» REQUIRED WORK: What is wanted is every record, duplicated word for word.

» RECORDS TO USE:

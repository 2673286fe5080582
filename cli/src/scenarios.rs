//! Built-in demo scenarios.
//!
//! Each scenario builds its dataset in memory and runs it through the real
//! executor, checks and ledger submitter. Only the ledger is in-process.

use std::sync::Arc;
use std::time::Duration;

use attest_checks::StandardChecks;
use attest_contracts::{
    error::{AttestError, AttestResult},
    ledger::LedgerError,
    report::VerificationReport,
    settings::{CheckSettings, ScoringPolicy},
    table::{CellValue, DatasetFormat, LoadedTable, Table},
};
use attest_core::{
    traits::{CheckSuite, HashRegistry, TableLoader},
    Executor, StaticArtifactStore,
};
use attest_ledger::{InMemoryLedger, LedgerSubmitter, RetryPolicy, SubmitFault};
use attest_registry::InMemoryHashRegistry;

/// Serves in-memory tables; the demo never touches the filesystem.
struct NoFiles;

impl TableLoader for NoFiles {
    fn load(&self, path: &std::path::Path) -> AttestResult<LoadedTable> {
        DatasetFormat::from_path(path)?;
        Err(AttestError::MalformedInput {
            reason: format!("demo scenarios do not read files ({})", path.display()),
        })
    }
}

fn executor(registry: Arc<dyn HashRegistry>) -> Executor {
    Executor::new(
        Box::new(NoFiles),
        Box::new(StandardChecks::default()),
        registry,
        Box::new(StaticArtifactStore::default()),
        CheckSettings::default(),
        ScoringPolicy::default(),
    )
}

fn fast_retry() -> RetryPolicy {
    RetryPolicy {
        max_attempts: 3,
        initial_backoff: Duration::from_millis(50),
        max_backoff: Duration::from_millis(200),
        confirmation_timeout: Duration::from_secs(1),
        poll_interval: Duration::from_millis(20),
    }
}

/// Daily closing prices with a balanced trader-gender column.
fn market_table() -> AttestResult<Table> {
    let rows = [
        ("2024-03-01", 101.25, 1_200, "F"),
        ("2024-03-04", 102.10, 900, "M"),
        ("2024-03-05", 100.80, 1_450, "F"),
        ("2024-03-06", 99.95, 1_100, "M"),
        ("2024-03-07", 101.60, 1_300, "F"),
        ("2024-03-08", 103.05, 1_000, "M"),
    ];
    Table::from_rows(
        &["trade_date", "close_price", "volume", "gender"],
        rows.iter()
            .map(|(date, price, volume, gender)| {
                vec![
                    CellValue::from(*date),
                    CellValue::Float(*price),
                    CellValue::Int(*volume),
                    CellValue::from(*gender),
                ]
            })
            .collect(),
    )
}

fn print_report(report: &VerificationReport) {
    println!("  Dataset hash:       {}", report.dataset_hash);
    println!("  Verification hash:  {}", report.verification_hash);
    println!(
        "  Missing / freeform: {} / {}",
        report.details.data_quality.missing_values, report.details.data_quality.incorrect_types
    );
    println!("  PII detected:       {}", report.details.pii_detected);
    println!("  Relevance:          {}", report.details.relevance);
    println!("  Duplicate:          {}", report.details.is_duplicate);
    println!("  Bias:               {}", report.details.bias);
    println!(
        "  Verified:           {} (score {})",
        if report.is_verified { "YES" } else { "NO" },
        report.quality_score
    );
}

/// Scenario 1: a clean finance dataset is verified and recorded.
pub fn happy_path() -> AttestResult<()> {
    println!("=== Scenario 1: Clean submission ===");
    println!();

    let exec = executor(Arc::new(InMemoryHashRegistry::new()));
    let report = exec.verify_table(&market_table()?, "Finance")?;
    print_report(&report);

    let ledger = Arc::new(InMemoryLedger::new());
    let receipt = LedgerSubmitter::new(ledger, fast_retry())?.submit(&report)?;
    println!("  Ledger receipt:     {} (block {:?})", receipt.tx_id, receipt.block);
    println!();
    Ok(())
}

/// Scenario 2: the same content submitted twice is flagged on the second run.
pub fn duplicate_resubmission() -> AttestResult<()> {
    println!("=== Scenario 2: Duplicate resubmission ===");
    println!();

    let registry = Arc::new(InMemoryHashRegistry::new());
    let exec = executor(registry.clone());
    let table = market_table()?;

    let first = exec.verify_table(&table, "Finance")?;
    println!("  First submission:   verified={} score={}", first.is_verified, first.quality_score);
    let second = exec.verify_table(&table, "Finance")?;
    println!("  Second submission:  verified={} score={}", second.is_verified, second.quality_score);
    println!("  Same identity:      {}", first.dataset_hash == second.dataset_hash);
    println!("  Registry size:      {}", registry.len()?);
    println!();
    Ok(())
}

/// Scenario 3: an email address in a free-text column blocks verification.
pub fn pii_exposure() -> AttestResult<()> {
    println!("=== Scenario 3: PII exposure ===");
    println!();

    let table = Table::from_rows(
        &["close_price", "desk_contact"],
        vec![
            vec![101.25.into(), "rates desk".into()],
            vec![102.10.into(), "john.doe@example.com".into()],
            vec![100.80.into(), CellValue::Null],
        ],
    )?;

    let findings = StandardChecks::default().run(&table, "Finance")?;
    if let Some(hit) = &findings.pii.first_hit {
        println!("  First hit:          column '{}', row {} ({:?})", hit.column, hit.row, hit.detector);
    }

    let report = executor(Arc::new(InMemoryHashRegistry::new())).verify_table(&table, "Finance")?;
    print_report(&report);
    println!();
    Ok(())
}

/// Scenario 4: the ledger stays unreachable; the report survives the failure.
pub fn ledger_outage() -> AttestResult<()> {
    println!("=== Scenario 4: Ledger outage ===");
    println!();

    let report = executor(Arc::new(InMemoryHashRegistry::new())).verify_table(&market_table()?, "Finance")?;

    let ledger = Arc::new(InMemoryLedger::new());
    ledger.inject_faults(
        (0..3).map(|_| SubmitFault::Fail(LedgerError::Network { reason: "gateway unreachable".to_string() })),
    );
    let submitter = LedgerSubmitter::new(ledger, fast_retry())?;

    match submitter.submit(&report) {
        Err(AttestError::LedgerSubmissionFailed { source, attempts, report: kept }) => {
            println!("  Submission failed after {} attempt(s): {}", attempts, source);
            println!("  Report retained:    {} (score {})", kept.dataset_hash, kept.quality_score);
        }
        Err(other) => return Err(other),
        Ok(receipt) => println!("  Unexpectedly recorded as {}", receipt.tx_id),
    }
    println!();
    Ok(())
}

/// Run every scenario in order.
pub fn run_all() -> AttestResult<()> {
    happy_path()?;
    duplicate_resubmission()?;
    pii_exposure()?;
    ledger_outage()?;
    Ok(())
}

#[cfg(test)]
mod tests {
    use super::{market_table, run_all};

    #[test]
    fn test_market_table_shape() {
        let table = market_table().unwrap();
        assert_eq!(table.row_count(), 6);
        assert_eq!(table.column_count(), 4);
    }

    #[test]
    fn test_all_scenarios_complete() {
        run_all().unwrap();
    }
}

» RESULT FOR THIS EXERCISE:
repository 2673286fe5080582
filename cli/src/scenarios.rs
//! Built-in demo scenarios.
//!
//! Each scenario builds its dataset in memory and runs it through the real
//! executor, checks and ledger submitter. Only the ledger is in-process.

use std::sync::Arc;
use std::time::Duration;

use attest_checks::StandardChecks;
use attest_contracts::{
    error::{AttestError, AttestResult},
    ledger::LedgerError,
    report::VerificationReport,
    settings::{CheckSettings, ScoringPolicy},
    table::{CellValue, DatasetFormat, LoadedTable, Table},
};
use attest_core::{
    traits::{CheckSuite, HashRegistry, TableLoader},
    Executor, StaticArtifactStore,
};
use attest_ledger::{InMemoryLedger, LedgerSubmitter, RetryPolicy, SubmitFault};
use attest_registry::InMemoryHashRegistry;

/// Serves in-memory tables; the demo never touches the filesystem.
struct NoFiles;

impl TableLoader for NoFiles {
    fn load(&self, path: &std::path::Path) -> AttestResult<LoadedTable> {
        DatasetFormat::from_path(path)?;
        Err(AttestError::MalformedInput {
            reason: format!("demo scenarios do not read files ({})", path.display()),
        })
    }
}

fn executor(registry: Arc<dyn HashRegistry>) -> Executor {
    Executor::new(
        Box::new(NoFiles),
        Box::new(StandardChecks::default()),
        registry,
        Box::new(StaticArtifactStore::default()),
        CheckSettings::default(),
        ScoringPolicy::default(),
    )
}

fn fast_retry() -> RetryPolicy {
    RetryPolicy {
        max_attempts: 3,
        initial_backoff: Duration::from_millis(50),
        max_backoff: Duration::from_millis(200),
        confirmation_timeout: Duration::from_secs(1),
        poll_interval: Duration::from_millis(20),
    }
}

/// Daily closing prices with a balanced trader-gender column.
fn market_table() -> AttestResult<Table> {
    let rows = [
        ("2024-03-01", 101.25, 1_200, "F"),
        ("2024-03-04", 102.10, 900, "M"),
        ("2024-03-05", 100.80, 1_450, "F"),
        ("2024-03-06", 99.95, 1_100, "M"),
        ("2024-03-07", 101.60, 1_300, "F"),
        ("2024-03-08", 103.05, 1_000, "M"),
    ];
    Table::from_rows(
        &["trade_date", "close_price", "volume", "gender"],
        rows.iter()
            .map(|(date, price, volume, gender)| {
                vec![
                    CellValue::from(*date),
                    CellValue::Float(*price),
                    CellValue::Int(*volume),
                    CellValue::from(*gender),
                ]
            })
            .collect(),
    )
}

fn print_report(report: &VerificationReport) {
    println!("  Dataset hash:       {}", report.dataset_hash);
    println!("  Verification hash:  {}", report.verification_hash);
    println!(
        "  Missing / freeform: {} / {}",
        report.details.data_quality.missing_values, report.details.data_quality.incorrect_types
    );
    println!("  PII detected:       {}", report.details.pii_detected);
    println!("  Relevance:          {}", report.details.relevance);
    println!("  Duplicate:          {}", report.details.is_duplicate);
    println!("  Bias:               {}", report.details.bias);
    println!(
        "  Verified:           {} (score {})",
        if report.is_verified { "YES" } else { "NO" },
        report.quality_score
    );
}

/// Scenario 1: a clean finance dataset is verified and recorded.
pub fn happy_path() -> AttestResult<()> {
    println!("=== Scenario 1: Clean submission ===");
    println!();

    let exec = executor(Arc::new(InMemoryHashRegistry::new()));
    let report = exec.verify_table(&market_table()?, "Finance")?;
    print_report(&report);

    let ledger = Arc::new(InMemoryLedger::new());
    let receipt = LedgerSubmitter::new(ledger, fast_retry())?.submit(&report)?;
    println!("  Ledger receipt:     {} (block {:?})", receipt.tx_id, receipt.block);
    println!();
    Ok(())
}

/// Scenario 2: the same content submitted twice is flagged on the second run.
pub fn duplicate_resubmission() -> AttestResult<()> {
    println!("=== Scenario 2: Duplicate resubmission ===");
    println!();

    let registry = Arc::new(InMemoryHashRegistry::new());
    let exec = executor(registry.clone());
    let table = market_table()?;

    let first = exec.verify_table(&table, "Finance")?;
    println!("  First submission:   verified={} score={}", first.is_verified, first.quality_score);
    let second = exec.verify_table(&table, "Finance")?;
    println!("  Second submission:  verified={} score={}", second.is_verified, second.quality_score);
    println!("  Same identity:      {}", first.dataset_hash == second.dataset_hash);
    println!("  Registry size:      {}", registry.len()?);
    println!();
    Ok(())
}

/// Scenario 3: an email address in a free-text column blocks verification.
pub fn pii_exposure() -> AttestResult<()> {
    println!("=== Scenario 3: PII exposure ===");
    println!();

    let table = Table::from_rows(
        &["close_price", "desk_contact"],
        vec![
            vec![101.25.into(), "rates desk".into()],
            vec![102.10.into(), "john.doe@example.com".into()],
            vec![100.80.into(), CellValue::Null],
        ],
    )?;

    let findings = StandardChecks::default().run(&table, "Finance")?;
    if let Some(hit) = &findings.pii.first_hit {
        println!("  First hit:          column '{}', row {} ({:?})", hit.column, hit.row, hit.detector);
    }

    let report = executor(Arc::new(InMemoryHashRegistry::new())).verify_table(&table, "Finance")?;
    print_report(&report);
    println!();
    Ok(())
}

/// Scenario 4: the ledger stays unreachable; the report survives the failure.
pub fn ledger_outage() -> AttestResult<()> {
    println!("=== Scenario 4: Ledger outage ===");
    println!();

    let report = executor(Arc::new(InMemoryHashRegistry::new())).verify_table(&market_table()?, "Finance")?;

    let ledger = Arc::new(InMemoryLedger::new());
    ledger.inject_faults(
        (0..3).map(|_| SubmitFault::Fail(LedgerError::Network { reason: "gateway unreachable".to_string() })),
    );
    let submitter = LedgerSubmitter::new(ledger, fast_retry())?;

    match submitter.submit(&report) {
        Err(AttestError::LedgerSubmissionFailed { source, attempts, report: kept }) => {
            println!("  Submission failed after {} attempt(s): {}", attempts, source);
            println!("  Report retained:    {} (score {})", kept.dataset_hash, kept.quality_score);
        }
        Err(other) => return Err(other),
        Ok(receipt) => println!("  Unexpectedly recorded as {}", receipt.tx_id),
    }
    println!();
    Ok(())
}

/// Run every scenario in order.
pub fn run_all() -> AttestResult<()> {
    happy_path()?;
    duplicate_resubmission()?;
    pii_exposure()?;
    ledger_outage()?;
    Ok(())
}

#[cfg(test)]
mod tests {
    use super::{market_table, run_all};

    #[test]
    fn test_market_table_shape() {
        let table = market_table().unwrap();
        assert_eq!(table.row_count(), 6);
        assert_eq!(table.column_count(), 4);
    }

    #[test]
    fn test_all_scenarios_complete() {
        run_all().unwrap();
    }
}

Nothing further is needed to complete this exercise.